What Does a Football Manager Actually Do? The Job Behind the Tactics Board — A Full Week in the Life

It is 6:15 on a Tuesday morning in February. The training ground lights flick on. The first car pulls into the car park — it belongs to the manager. The players will not arrive for another 90 minutes. The manager has been here before them every single day since the season began.
In the next eight hours, before a ball is kicked in training, the manager will review last night’s scouting footage, meet with the head of sports science about a midfielder’s hamstring data, respond to an enquiry from an agent representing a forward who may become available next month, agree the week’s training plan with the assistant, and mentally rehearse the pre-training team talk he will give in 80 minutes.
This is what a football manager does. It starts earlier than you think, lasts longer than the match, and extends far beyond the 90 minutes that supporters see.
The Common Misconception
When most people picture a football manager, they picture a figure in a technical area — shouting instructions, making substitutions, pointing at the pitch, and occasionally looking furious at a referee’s decision. The match is visible. The rest of the job is not.

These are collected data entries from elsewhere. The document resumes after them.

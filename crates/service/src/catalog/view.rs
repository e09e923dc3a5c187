//! JSON views of catalog records.
//!
//! Categories and services are always nested objects. Image paths become
//! absolute URLs built from the request origin and the media URL prefix.

use serde::Serialize;
use url::Url;

use models::{category, service};

use super::domain::{ItemRecord, ServiceRecord};
use crate::errors::ServiceError;

#[derive(Clone, Debug, PartialEq, Eq, Serialize)]
pub struct CategoryView {
    pub id: i32,
    pub name: String,
    pub description: String,
    pub display_order: i32,
}

impl From<&category::Model> for CategoryView {
    fn from(c: &category::Model) -> Self {
        Self {
            id: c.id,
            name: c.name.clone(),
            description: c.description.clone(),
            display_order: c.display_order,
        }
    }
}

#[derive(Clone, Debug, PartialEq, Eq, Serialize)]
pub struct ServiceView {
    pub id: i32,
    pub name: String,
    pub description: String,
    pub price_range: Option<String>,
    pub is_active: bool,
    pub display_order: i32,
    pub category: CategoryView,
}

impl From<&ServiceRecord> for ServiceView {
    fn from(r: &ServiceRecord) -> Self {
        let s: &service::Model = &r.service;
        Self {
            id: s.id,
            name: s.name.clone(),
            description: s.description.clone(),
            price_range: s.price_range.clone(),
            is_active: s.is_active,
            display_order: s.display_order,
            category: CategoryView::from(&r.category),
        }
    }
}

#[derive(Clone, Debug, PartialEq, Eq, Serialize)]
pub struct PortfolioItemView {
    pub id: i32,
    pub title: String,
    pub description: String,
    pub category: CategoryView,
    pub service: Option<ServiceView>,
    pub image_url: Option<String>,
    pub upload_date: String,
}

impl PortfolioItemView {
    pub fn present(record: &ItemRecord, media: &MediaUrls) -> Self {
        let item = &record.item;
        Self {
            id: item.id,
            title: item.title.clone(),
            description: item.description.clone(),
            category: CategoryView::from(&record.category),
            service: record.service.as_ref().map(ServiceView::from),
            image_url: item.image.as_deref().and_then(|path| media.resolve(path)),
            upload_date: item.upload_date.to_rfc3339(),
        }
    }
}

/// Resolves stored image paths against `<origin><url_prefix>`.
#[derive(Clone, Debug)]
pub struct MediaUrls {
    base: Url,
}

impl MediaUrls {
    /// `origin` is `scheme://host[:port]`, `url_prefix` something like `/media/`.
    pub fn new(origin: &str, url_prefix: &str) -> Result<Self, ServiceError> {
        let base = Url::parse(origin)
            .and_then(|o| o.join(url_prefix))
            .map_err(|e| ServiceError::Validation(format!("Invalid host: {e}")))?;
        if base.cannot_be_a_base() {
            return Err(ServiceError::Validation("Invalid host".into()));
        }
        Ok(Self { base })
    }

    /// Absolute URL for a stored path; `None` for an empty path.
    /// Each segment is percent-encoded, so `#`, `?` and `:` stay in the path.
    pub fn resolve(&self, path: &str) -> Option<String> {
        let mut segments = path.trim().split('/').filter(|s| !s.is_empty()).peekable();
        segments.peek()?;
        let mut url = self.base.clone();
        url.path_segments_mut().ok()?.pop_if_empty().extend(segments);
        Some(url.into())
    }
}

#[cfg(test)]
mod tests {
    use super::*;
    use chrono::{FixedOffset, TimeZone};
    use models::portfolio_item;

    fn record(image: Option<&str>, with_service: bool) -> ItemRecord {
        let category = category::Model { id: 3, name: "Kitchens".into(), description: "Kitchen work".into(), display_order: 1 };
        let service = with_service.then(|| ServiceRecord {
            service: service::Model {
                id: 7,
                name: "Cabinets".into(),
                description: String::new(),
                price_range: Some("$$".into()),
                category_id: 3,
                is_active: false,
                display_order: 0,
            },
            category: category.clone(),
        });
        ItemRecord {
            item: portfolio_item::Model {
                id: 11,
                title: "Kitchen Redesign".into(),
                image: image.map(str::to_string),
                description: "Open plan".into(),
                category_id: 3,
                service_id: service.as_ref().map(|s| s.service.id),
                upload_date: FixedOffset::east_opt(0).unwrap().with_ymd_and_hms(2024, 5, 1, 10, 30, 0).unwrap(),
            },
            category,
            service,
        }
    }

    #[test]
    fn image_url_is_absolute() {
        let media = MediaUrls::new("http://example.com:8000", "/media/").unwrap();
        let view = PortfolioItemView::present(&record(Some("portfolio/kitchen one.jpg"), false), &media);
        assert_eq!(view.image_url.as_deref(), Some("http://example.com:8000/media/portfolio/kitchen%20one.jpg"));
    }

    #[test]
    fn reserved_characters_stay_in_the_path() {
        let media = MediaUrls::new("http://testserver", "/media/").unwrap();
        assert_eq!(
            media.resolve("portfolio/kitchen #1?.jpg").as_deref(),
            Some("http://testserver/media/portfolio/kitchen%20%231%3F.jpg")
        );
        assert_eq!(media.resolve("c:plan.jpg").as_deref(), Some("http://testserver/media/c:plan.jpg"));
        assert_eq!(media.resolve("/portfolio//a.jpg").as_deref(), Some("http://testserver/media/portfolio/a.jpg"));
    }

    #[test]
    fn missing_image_is_null() {
        let media = MediaUrls::new("https://example.com", "/media/").unwrap();
        assert_eq!(PortfolioItemView::present(&record(None, false), &media).image_url, None);
        assert_eq!(PortfolioItemView::present(&record(Some(""), false), &media).image_url, None);
    }

    #[test]
    fn nested_shape() {
        let media = MediaUrls::new("http://localhost", "/media/").unwrap();
        let view = PortfolioItemView::present(&record(Some("portfolio/k.jpg"), true), &media);
        let json = serde_json::to_value(&view).unwrap();
        assert_eq!(json["id"], 11);
        assert_eq!(json["category"], serde_json::json!({"id": 3, "name": "Kitchens", "description": "Kitchen work", "display_order": 1}));
        assert_eq!(json["service"]["name"], "Cabinets");
        assert_eq!(json["service"]["is_active"], false);
        assert_eq!(json["service"]["category"]["id"], 3);
        assert_eq!(json["upload_date"], "2024-05-01T10:30:00+00:00");

        let bare = serde_json::to_value(PortfolioItemView::present(&record(None, false), &media)).unwrap();
        assert!(bare["service"].is_null());
    }

    #[test]
    fn bad_origin_is_rejected() {
        assert!(MediaUrls::new("not a url", "/media/").is_err());
        assert!(MediaUrls::new("http://bad host", "/media/").is_err());
    }
}
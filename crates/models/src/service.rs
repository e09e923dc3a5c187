use sea_orm::{entity::prelude::*, Set, DatabaseConnection};
use serde::{Deserialize, Serialize};

use crate::errors::{self, require_len};
use crate::{category, portfolio_item};

/// An offering under a category. `is_active` is stored and presented as-is;
/// listings do not filter on it.
#[derive(Clone, Debug, PartialEq, Eq, DeriveEntityModel, Serialize, Deserialize)]
#[sea_orm(table_name = "service")]
pub struct Model {
    #[sea_orm(primary_key)]
    pub id: i32,
    pub name: String,
    #[sea_orm(column_type = "Text")]
    pub description: String,
    pub price_range: Option<String>,
    pub category_id: i32,
    pub is_active: bool,
    pub display_order: i32,
}

#[derive(Copy, Clone, Debug, EnumIter)]
pub enum Relation { Category, PortfolioItem }

impl RelationTrait for Relation {
    fn def(&self) -> RelationDef {
        match self {
            Relation::Category => Entity::belongs_to(category::Entity).from(Column::CategoryId).to(category::Column::Id).into(),
            Relation::PortfolioItem => Entity::has_many(portfolio_item::Entity).into(),
        }
    }
}

impl Related<category::Entity> for Entity {
    fn to() -> RelationDef { Relation::Category.def() }
}

impl Related<portfolio_item::Entity> for Entity {
    fn to() -> RelationDef { Relation::PortfolioItem.def() }
}

impl ActiveModelBehavior for ActiveModel {}

/// Input for [`create`].
#[derive(Clone, Debug)]
pub struct NewService {
    pub name: String,
    pub description: String,
    pub price_range: Option<String>,
    pub category_id: i32,
    pub is_active: bool,
    pub display_order: i32,
}

impl NewService {
    pub fn new(name: &str, category_id: i32) -> Self {
        Self {
            name: name.to_string(),
            description: String::new(),
            price_range: None,
            category_id,
            is_active: true,
            display_order: 0,
        }
    }
}

pub async fn create(db: &DatabaseConnection, input: NewService) -> Result<Model, errors::ModelError> {
    require_len("name", &input.name, 100)?;
    if let Some(range) = input.price_range.as_deref() {
        require_len("price_range", range, 100)?;
    }
    let am = ActiveModel {
        name: Set(input.name.trim().to_string()),
        description: Set(input.description),
        price_range: Set(input.price_range),
        category_id: Set(input.category_id),
        is_active: Set(input.is_active),
        display_order: Set(input.display_order),
        ..Default::default()
    };
    am.insert(db).await.map_err(|e| errors::ModelError::Db(e.to_string()))
}

/// Delete a service. Items that referenced it keep existing with no service.
pub async fn delete(db: &DatabaseConnection, id: i32) -> Result<bool, errors::ModelError> {
    let res = Entity::delete_by_id(id).exec(db).await.map_err(|e| errors::ModelError::Db(e.to_string()))?;
    Ok(res.rows_affected > 0)
}
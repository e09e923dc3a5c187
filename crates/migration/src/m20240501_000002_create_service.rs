use sea_orm_migration::{prelude::*, schema::*};

#[derive(DeriveMigrationName)]
pub struct Migration;

#[async_trait::async_trait]
impl MigrationTrait for Migration {
    async fn up(&self, manager: &SchemaManager) -> Result<(), DbErr> {
        manager
            .create_table(
                Table::create()
                    .table(Service::Table)
                    .if_not_exists()
                    .col(pk_auto(Service::Id))
                    .col(string_len(Service::Name, 100).not_null())
                    .col(text(Service::Description).not_null().default(""))
                    .col(string_len_null(Service::PriceRange, 100))
                    .col(integer(Service::CategoryId).not_null())
                    .col(boolean(Service::IsActive).not_null().default(true))
                    .col(integer(Service::DisplayOrder).not_null().default(0))
                    .foreign_key(
                        ForeignKey::create()
                            .name("fk_service_category")
                            .from(Service::Table, Service::CategoryId)
                            .to(Category::Table, Category::Id)
                            .on_delete(ForeignKeyAction::Cascade)
                            .on_update(ForeignKeyAction::Cascade),
                    )
                    .to_owned(),
            )
            .await
    }

    async fn down(&self, manager: &SchemaManager) -> Result<(), DbErr> {
        manager.drop_table(Table::drop().table(Service::Table).to_owned()).await
    }
}

#[derive(DeriveIden)]
enum Service {
    Table,
    Id,
    Name,
    Description,
    PriceRange,
    CategoryId,
    IsActive,
    DisplayOrder,
}

#[derive(DeriveIden)]
enum Category { Table, Id }
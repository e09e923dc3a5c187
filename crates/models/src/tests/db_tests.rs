use anyhow::Result;
use sea_orm::{ConnectionTrait, DatabaseBackend, Statement};

use super::memory_db;

/// Test basic database connection
#[tokio::test]
async fn test_basic_connection() -> Result<()> {
    let db = memory_db().await?;
    let stmt = Statement::from_string(DatabaseBackend::Sqlite, "SELECT 1 as test".to_string());
    let row = db.query_one(stmt).await?.expect("one row");
    let test_value: i32 = row.try_get("", "test")?;
    assert_eq!(test_value, 1);
    Ok(())
}

/// Migrations create every catalog table
#[tokio::test]
async fn test_migrations_create_tables() -> Result<()> {
    let db = memory_db().await?;
    for table in ["category", "service", "portfolio_item"] {
        let stmt = Statement::from_sql_and_values(
            DatabaseBackend::Sqlite,
            "SELECT name FROM sqlite_master WHERE type = 'table' AND name = ?",
            [table.into()],
        );
        assert!(db.query_one(stmt).await?.is_some(), "missing table {table}");
    }
    Ok(())
}

/// Invalid URLs fail to connect instead of panicking
#[tokio::test]
async fn test_connect_rejects_bad_url() {
    let cfg = configs::DatabaseConfig {
        url: "sqlite:///nonexistent-dir/for/sure/catalog.db?mode=ro".into(),
        max_connections: 1,
        min_connections: 1,
        connect_timeout_secs: 1,
        acquire_timeout_secs: 1,
        ..configs::DatabaseConfig::default()
    };
    assert!(crate::db::connect_with_config(&cfg).await.is_err());
}
use sea_orm_migration::prelude::*;

#[derive(DeriveMigrationName)]
pub struct Migration;

#[async_trait::async_trait]
impl MigrationTrait for Migration {
    async fn up(&self, manager: &SchemaManager) -> Result<(), DbErr> {
        // Service: index on category_id
        manager
            .create_index(
                Index::create()
                    .name("idx_service_category")
                    .table(Service::Table)
                    .col(Service::CategoryId)
                    .to_owned(),
            )
            .await?;

        // PortfolioItem: foreign keys
        manager
            .create_index(
                Index::create()
                    .name("idx_portfolio_item_category")
                    .table(PortfolioItem::Table)
                    .col(PortfolioItem::CategoryId)
                    .to_owned(),
            )
            .await?;
        manager
            .create_index(
                Index::create()
                    .name("idx_portfolio_item_service")
                    .table(PortfolioItem::Table)
                    .col(PortfolioItem::ServiceId)
                    .to_owned(),
            )
            .await?;

        // PortfolioItem: every listing orders by upload_date desc
        manager
            .create_index(
                Index::create()
                    .name("idx_portfolio_item_upload_date")
                    .table(PortfolioItem::Table)
                    .col(PortfolioItem::UploadDate)
                    .to_owned(),
            )
            .await
    }

    async fn down(&self, manager: &SchemaManager) -> Result<(), DbErr> {
        manager
            .drop_index(Index::drop().name("idx_service_category").table(Service::Table).to_owned())
            .await?;
        manager
            .drop_index(Index::drop().name("idx_portfolio_item_category").table(PortfolioItem::Table).to_owned())
            .await?;
        manager
            .drop_index(Index::drop().name("idx_portfolio_item_service").table(PortfolioItem::Table).to_owned())
            .await?;
        manager
            .drop_index(Index::drop().name("idx_portfolio_item_upload_date").table(PortfolioItem::Table).to_owned())
            .await
    }
}

#[derive(DeriveIden)]
enum Service { Table, CategoryId }

#[derive(DeriveIden)]
enum PortfolioItem { Table, CategoryId, ServiceId, UploadDate }
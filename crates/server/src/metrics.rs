use std::time::Instant;

use axum::extract::{MatchedPath, Request};
use axum::http::StatusCode;
use axum::middleware::Next;
use axum::response::Response;
use once_cell::sync::Lazy;
use prometheus::{register_histogram_vec, register_int_counter_vec, Encoder, HistogramVec, IntCounterVec, TextEncoder};

// Prometheus metrics (default registry)
pub static HTTP_REQUESTS_TOTAL: Lazy<IntCounterVec> = Lazy::new(|| {
    register_int_counter_vec!(
        "decoportfolio_http_requests_total",
        "Catalog requests by route and status",
        &["route", "status"]
    )
    .expect("register http_requests_total")
});

pub static HTTP_REQUEST_DURATION: Lazy<HistogramVec> = Lazy::new(|| {
    register_histogram_vec!(
        "decoportfolio_http_request_duration_seconds",
        "Catalog request duration in seconds",
        &["route"],
        vec![0.001, 0.005, 0.01, 0.025, 0.05, 0.1, 0.25, 0.5, 1.0, 2.5, 5.0]
    )
    .expect("register http_request_duration")
});

/// Middleware recording count and latency per matched route.
pub async fn track_requests(req: Request, next: Next) -> Response {
    let route = req
        .extensions()
        .get::<MatchedPath>()
        .map(|p| p.as_str().to_owned())
        .unwrap_or_else(|| "unmatched".to_owned());
    let started = Instant::now();
    let response = next.run(req).await;
    HTTP_REQUESTS_TOTAL
        .with_label_values(&[route.as_str(), response.status().as_str()])
        .inc();
    HTTP_REQUEST_DURATION
        .with_label_values(&[route.as_str()])
        .observe(started.elapsed().as_secs_f64());
    response
}

pub fn encode_metrics() -> (StatusCode, String) {
    let encoder = TextEncoder::new();
    let metric_families = prometheus::gather();
    let mut buffer = Vec::new();
    if let Err(e) = encoder.encode(&metric_families, &mut buffer) {
        return (StatusCode::INTERNAL_SERVER_ERROR, format!("metrics encode error: {e}"));
    }
    (StatusCode::OK, String::from_utf8(buffer).unwrap_or_default())
}

pub async fn metrics_handler() -> (StatusCode, String) {
    encode_metrics()
}
//! Shared building blocks for the catalog crates: wire types, logging setup
//! and runtime environment checks.

pub mod types;
pub mod utils;
pub mod env;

A football manager is responsible for overseeing the sporting and operational aspects of a football team. The role includes designing the squad and managing player recruitment, supervising coaching staff and medical teams, planning budgets, coordinating with youth academies and scouting departments, and representing the club at official events, press conferences, and meetings.
That description covers roughly the same amount of ground as calling a surgeon “someone who cuts people open.” It is accurate and completely insufficient.
What a football manager actually does — day by day, hour by hour, across a 38-game season and potentially a European campaign — is one of the most complex professional jobs in the world of sport. It combines tactical intelligence, people management, public relations, financial oversight, psychological expertise, and media performance, all in an environment where failure is public, immediate, and in many cases career-ending.
Monday: The Morning After
Every manager who has worked in elite football will tell you that Monday mornings after a match are unlike any other working morning. Win on Saturday, and Monday is charged with energy but shadowed by the next opponent. Lose on Saturday, and Monday is the first day of damage limitation — meeting players who need to be simultaneously held accountable and rebuilt.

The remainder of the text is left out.